Later, ANZ senior employees were exceedingly hostile in response to my job search. It was very tightly managed – harsh and flippant multi pronged response from different team members intended to be disruptive and counterproductive to my job search. Some of the specific details of their behaviour was recounted back to me by the FBI during an interview in 2003.
Similarly senior mining finance employees at Westpac, a lender to Freeport, behaved inexplicably.
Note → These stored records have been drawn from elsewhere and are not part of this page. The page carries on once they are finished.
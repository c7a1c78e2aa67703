use std::fmt;

use serde::{Deserialize, Serialize};

use crate::error::TypeError;

/// Version tag for a stored blob.
///
/// An `ETag` is a 32-byte content hash. Two reads that return the same
/// `ETag` saw the same bytes, which is all a conditional write needs to know.
/// The hash itself is computed by `wiki-crypto`; this type only carries it.
#[derive(Clone, Copy, PartialEq, Eq, Hash, PartialOrd, Ord, Serialize, Deserialize)]
pub struct ETag([u8; 32]);

impl ETag {
    /// Create an `ETag` from a pre-computed hash.
    pub const fn from_hash(hash: [u8; 32]) -> Self {
        Self(hash)
    }

    /// The raw 32-byte hash.
    pub fn as_bytes(&self) -> &[u8; 32] {
        &self.0
    }

    /// Hex-encoded string representation.
    pub fn to_hex(&self) -> String {
        hex::encode(self.0)
    }

    /// Short hex representation (first 8 characters).
    pub fn short_hex(&self) -> String {
        hex::encode(&self.0[..4])
    }

    /// Parse from a hex string.
    pub fn from_hex(s: &str) -> Result<Self, TypeError> {
        let bytes = hex::decode(s).map_err(|e| TypeError::InvalidHex(e.to_string()))?;
        if bytes.len() != 32 {
            return Err(TypeError::InvalidLength {
                expected: 32,
                actual: bytes.len(),
            });
        }
        let mut arr = [0u8; 32];
        arr.copy_from_slice(&bytes);
        Ok(Self(arr))
    }
}

impl fmt::Debug for ETag {
    fn fmt(&self, f: &mut fmt::Formatter<'_>) -> fmt::Result {
        write!(f, "ETag({})", self.short_hex())
    }
}

impl fmt::Display for ETag {
    fn fmt(&self, f: &mut fmt::Formatter<'_>) -> fmt::Result {
        write!(f, "{}", self.to_hex())
    }
}

impl From<[u8; 32]> for ETag {
    fn from(bytes: [u8; 32]) -> Self {
        Self(bytes)
    }
}

#[cfg(test)]
mod tests {
    use super::*;

    #[test]
    fn hex_roundtrip() {
        let tag = ETag::from_hash([7u8; 32]);
        let parsed = ETag::from_hex(&tag.to_hex()).unwrap();
        assert_eq!(tag, parsed);
    }

    #[test]
    fn from_hex_rejects_wrong_length() {
        let err = ETag::from_hex("abcd").unwrap_err();
        assert_eq!(
            err,
            TypeError::InvalidLength {
                expected: 32,
                actual: 2
            }
        );
    }

    #[test]
    fn from_hex_rejects_garbage() {
        assert!(matches!(
            ETag::from_hex("not hex at all"),
            Err(TypeError::InvalidHex(_))
        ));
    }

    #[test]
    fn short_hex_is_8_chars() {
        let tag = ETag::from_hash([0xab; 32]);
        assert_eq!(tag.short_hex(), "abababab");
        assert_eq!(format!("{tag:?}"), "ETag(abababab)");
    }

    #[test]
    fn serde_roundtrip() {
        let tag = ETag::from_hash([3u8; 32]);
        let json = serde_json::to_string(&tag).unwrap();
        let parsed: ETag = serde_json::from_str(&json).unwrap();
        assert_eq!(tag, parsed);
    }
}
While I was still living and working in NY, after publishing the report on Freeport I started to receive strange and unexpected visits from a Westpac fund manager from Sydney and was contacted by another Westpac fund manager – both of whom later revealed a connection to ASIO. Another executive in the resource advisory section, some years later after I had moved back to Sydney, [K] stood me up at an interview, he was a no show without explanation. When I did catch up with someone there briefly, they were rude, dismissive and wasting my time; the executive excused himself and left me to speak with a junior. It was odd and unusual treatment. [Further details to come].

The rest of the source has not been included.